(MATERIAL FOR THIS EXERCISE)
════════════════
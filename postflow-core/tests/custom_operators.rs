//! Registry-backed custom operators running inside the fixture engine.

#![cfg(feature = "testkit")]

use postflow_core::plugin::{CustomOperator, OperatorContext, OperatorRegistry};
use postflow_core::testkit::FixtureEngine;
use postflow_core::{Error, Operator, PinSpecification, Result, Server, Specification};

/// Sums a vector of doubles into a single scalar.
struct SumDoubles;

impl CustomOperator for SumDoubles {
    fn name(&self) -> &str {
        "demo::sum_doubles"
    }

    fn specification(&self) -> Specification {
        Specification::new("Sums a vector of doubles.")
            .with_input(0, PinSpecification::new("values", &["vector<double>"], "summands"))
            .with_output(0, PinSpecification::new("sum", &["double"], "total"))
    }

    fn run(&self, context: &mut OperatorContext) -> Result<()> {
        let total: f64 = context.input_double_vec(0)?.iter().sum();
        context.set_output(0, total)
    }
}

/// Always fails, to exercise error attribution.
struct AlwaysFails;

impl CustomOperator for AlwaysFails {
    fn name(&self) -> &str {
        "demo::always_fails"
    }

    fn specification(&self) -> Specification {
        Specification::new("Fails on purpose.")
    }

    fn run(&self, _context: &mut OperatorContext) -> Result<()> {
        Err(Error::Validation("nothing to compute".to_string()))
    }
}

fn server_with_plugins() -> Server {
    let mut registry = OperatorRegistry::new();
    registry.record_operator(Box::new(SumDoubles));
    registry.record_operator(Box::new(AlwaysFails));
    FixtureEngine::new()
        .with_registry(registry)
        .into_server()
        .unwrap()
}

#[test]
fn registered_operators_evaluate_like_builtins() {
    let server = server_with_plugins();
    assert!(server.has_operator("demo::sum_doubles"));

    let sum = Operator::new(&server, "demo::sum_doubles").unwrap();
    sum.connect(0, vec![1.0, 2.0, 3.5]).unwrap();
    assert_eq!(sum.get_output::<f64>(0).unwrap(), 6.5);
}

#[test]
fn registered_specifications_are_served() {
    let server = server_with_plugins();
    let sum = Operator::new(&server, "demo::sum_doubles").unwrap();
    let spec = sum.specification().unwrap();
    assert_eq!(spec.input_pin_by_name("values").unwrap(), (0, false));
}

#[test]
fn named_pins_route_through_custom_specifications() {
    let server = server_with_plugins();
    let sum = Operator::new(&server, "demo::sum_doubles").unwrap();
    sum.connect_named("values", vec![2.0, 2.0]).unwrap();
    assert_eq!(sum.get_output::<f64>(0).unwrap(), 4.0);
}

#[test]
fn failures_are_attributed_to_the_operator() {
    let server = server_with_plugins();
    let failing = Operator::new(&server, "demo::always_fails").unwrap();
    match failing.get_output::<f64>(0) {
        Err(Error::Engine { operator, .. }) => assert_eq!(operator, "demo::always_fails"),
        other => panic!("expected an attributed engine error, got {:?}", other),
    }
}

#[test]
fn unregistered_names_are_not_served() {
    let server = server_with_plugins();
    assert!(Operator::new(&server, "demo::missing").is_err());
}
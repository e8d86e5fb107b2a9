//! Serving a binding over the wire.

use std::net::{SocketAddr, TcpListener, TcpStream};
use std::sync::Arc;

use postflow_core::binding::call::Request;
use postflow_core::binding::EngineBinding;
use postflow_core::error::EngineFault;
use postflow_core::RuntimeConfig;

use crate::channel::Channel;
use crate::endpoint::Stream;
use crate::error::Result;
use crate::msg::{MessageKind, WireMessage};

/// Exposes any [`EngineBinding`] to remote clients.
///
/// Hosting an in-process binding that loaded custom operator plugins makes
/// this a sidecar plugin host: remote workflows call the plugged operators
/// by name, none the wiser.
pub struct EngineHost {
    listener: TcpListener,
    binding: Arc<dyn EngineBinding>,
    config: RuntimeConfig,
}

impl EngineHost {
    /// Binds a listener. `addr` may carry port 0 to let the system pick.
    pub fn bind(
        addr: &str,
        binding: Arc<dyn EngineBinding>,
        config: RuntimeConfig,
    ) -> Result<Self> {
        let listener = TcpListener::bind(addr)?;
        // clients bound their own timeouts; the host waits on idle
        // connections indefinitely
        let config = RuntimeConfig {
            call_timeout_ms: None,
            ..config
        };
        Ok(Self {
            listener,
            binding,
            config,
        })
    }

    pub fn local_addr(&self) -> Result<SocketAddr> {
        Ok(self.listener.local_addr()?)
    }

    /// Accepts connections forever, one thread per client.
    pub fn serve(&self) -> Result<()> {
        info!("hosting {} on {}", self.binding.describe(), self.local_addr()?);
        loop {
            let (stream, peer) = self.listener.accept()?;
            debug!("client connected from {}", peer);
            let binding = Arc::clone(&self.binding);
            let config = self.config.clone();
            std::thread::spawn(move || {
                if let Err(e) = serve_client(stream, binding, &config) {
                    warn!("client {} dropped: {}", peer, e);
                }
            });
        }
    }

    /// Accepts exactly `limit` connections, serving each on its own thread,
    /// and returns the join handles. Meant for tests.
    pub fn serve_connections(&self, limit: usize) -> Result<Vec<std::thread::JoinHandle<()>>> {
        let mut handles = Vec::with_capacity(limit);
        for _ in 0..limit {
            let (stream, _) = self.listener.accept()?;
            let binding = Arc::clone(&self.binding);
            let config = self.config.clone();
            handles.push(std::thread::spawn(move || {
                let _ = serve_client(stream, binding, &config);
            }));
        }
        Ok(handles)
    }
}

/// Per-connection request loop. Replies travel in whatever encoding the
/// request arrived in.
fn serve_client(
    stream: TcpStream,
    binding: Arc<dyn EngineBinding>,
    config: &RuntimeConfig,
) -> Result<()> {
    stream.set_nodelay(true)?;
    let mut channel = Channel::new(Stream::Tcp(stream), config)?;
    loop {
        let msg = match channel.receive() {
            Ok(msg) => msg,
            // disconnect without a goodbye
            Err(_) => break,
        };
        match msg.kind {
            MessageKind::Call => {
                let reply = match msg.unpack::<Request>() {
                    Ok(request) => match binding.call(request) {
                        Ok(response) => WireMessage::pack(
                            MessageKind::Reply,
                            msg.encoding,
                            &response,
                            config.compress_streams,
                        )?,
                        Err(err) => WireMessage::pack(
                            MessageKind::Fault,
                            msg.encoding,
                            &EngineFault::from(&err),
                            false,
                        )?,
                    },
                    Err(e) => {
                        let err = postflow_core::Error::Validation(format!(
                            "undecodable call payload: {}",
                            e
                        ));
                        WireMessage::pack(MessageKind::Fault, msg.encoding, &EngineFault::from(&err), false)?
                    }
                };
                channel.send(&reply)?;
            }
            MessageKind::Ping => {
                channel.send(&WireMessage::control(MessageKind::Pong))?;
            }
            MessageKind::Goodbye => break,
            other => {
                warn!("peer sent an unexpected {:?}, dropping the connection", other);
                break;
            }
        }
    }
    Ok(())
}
════════════════
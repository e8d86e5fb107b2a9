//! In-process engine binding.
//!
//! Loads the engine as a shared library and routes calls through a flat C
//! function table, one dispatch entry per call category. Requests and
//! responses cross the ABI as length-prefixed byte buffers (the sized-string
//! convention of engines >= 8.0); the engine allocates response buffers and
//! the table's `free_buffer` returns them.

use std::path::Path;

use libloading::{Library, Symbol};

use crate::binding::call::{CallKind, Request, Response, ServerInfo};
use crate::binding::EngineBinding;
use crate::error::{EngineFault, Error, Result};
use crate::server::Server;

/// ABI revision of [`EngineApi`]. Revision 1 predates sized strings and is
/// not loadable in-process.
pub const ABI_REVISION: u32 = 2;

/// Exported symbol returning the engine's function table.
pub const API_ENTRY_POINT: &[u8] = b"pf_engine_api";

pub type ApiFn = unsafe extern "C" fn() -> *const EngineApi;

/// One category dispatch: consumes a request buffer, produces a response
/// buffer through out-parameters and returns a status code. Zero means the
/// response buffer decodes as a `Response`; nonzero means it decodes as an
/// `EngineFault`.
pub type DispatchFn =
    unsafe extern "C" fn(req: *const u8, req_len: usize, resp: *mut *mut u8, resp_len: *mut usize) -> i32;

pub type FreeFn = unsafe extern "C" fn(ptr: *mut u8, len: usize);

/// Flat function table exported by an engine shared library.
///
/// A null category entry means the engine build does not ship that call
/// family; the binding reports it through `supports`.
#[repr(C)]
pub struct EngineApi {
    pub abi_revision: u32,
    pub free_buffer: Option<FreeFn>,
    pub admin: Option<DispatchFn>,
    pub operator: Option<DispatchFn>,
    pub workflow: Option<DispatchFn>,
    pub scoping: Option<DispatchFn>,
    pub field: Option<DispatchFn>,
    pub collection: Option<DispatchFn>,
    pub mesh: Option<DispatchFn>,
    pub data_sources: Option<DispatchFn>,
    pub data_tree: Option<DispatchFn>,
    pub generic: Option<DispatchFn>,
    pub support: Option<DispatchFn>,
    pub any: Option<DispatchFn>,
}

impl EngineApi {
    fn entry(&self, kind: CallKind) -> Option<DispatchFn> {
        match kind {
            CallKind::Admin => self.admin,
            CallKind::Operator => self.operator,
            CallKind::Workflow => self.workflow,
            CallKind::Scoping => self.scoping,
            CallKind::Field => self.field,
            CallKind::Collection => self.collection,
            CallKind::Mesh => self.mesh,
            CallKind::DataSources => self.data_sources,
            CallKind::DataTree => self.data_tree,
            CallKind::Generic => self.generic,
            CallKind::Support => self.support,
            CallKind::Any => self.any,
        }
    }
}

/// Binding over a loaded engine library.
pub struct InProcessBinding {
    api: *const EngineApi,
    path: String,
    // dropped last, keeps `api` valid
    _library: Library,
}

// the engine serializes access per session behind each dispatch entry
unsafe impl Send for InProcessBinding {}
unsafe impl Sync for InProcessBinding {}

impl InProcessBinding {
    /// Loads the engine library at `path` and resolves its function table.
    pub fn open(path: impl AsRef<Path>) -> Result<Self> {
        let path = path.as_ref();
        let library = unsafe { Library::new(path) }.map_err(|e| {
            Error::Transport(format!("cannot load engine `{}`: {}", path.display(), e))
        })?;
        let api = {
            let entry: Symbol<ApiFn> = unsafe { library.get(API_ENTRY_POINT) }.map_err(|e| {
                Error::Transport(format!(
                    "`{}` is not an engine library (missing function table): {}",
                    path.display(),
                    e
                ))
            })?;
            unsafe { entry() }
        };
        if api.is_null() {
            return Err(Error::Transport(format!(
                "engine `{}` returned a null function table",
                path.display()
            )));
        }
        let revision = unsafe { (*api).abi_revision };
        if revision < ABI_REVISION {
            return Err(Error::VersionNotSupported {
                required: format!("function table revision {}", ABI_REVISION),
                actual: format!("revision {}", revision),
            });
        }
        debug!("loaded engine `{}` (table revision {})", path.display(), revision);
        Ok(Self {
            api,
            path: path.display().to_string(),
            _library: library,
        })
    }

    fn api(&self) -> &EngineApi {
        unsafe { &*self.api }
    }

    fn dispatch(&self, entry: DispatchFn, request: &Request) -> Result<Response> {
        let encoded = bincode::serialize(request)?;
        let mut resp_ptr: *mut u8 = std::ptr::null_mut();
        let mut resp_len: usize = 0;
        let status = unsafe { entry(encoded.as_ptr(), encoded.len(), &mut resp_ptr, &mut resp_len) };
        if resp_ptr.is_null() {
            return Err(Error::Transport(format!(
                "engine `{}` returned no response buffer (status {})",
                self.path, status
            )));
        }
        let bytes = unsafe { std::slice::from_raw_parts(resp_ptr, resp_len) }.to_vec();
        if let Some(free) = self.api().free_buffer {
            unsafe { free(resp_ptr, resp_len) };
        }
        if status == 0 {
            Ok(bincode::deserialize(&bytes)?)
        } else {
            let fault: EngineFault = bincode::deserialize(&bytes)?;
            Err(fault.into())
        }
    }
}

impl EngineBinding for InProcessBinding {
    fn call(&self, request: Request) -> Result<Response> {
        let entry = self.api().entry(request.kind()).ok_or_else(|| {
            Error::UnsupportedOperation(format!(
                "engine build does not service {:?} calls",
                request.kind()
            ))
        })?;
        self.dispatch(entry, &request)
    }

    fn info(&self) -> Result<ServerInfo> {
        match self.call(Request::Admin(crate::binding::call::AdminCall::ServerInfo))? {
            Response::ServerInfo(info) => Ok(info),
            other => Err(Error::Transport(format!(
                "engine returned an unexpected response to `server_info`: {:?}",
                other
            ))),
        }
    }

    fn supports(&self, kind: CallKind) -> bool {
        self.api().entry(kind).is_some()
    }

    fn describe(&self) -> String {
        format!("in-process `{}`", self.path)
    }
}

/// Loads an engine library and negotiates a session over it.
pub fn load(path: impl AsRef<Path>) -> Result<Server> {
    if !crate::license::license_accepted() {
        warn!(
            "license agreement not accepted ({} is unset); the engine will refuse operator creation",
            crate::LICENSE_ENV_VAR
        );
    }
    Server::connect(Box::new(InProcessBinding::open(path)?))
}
════════════════
(BRIEF)
Taking the entries above, write out exactly each line from the one holding "filename postflow-core/tests/custom_operators.rs" to the one holding "use postflow_core::testkit::FixtureEngine;", both included, and stop there.

(TASK SOLUTION)
filename postflow-core/tests/custom_operators.rs
//! Registry-backed custom operators running inside the fixture engine.

#![cfg(feature = "testkit")]

use postflow_core::plugin::{CustomOperator, OperatorContext, OperatorRegistry};
use postflow_core::testkit::FixtureEngine;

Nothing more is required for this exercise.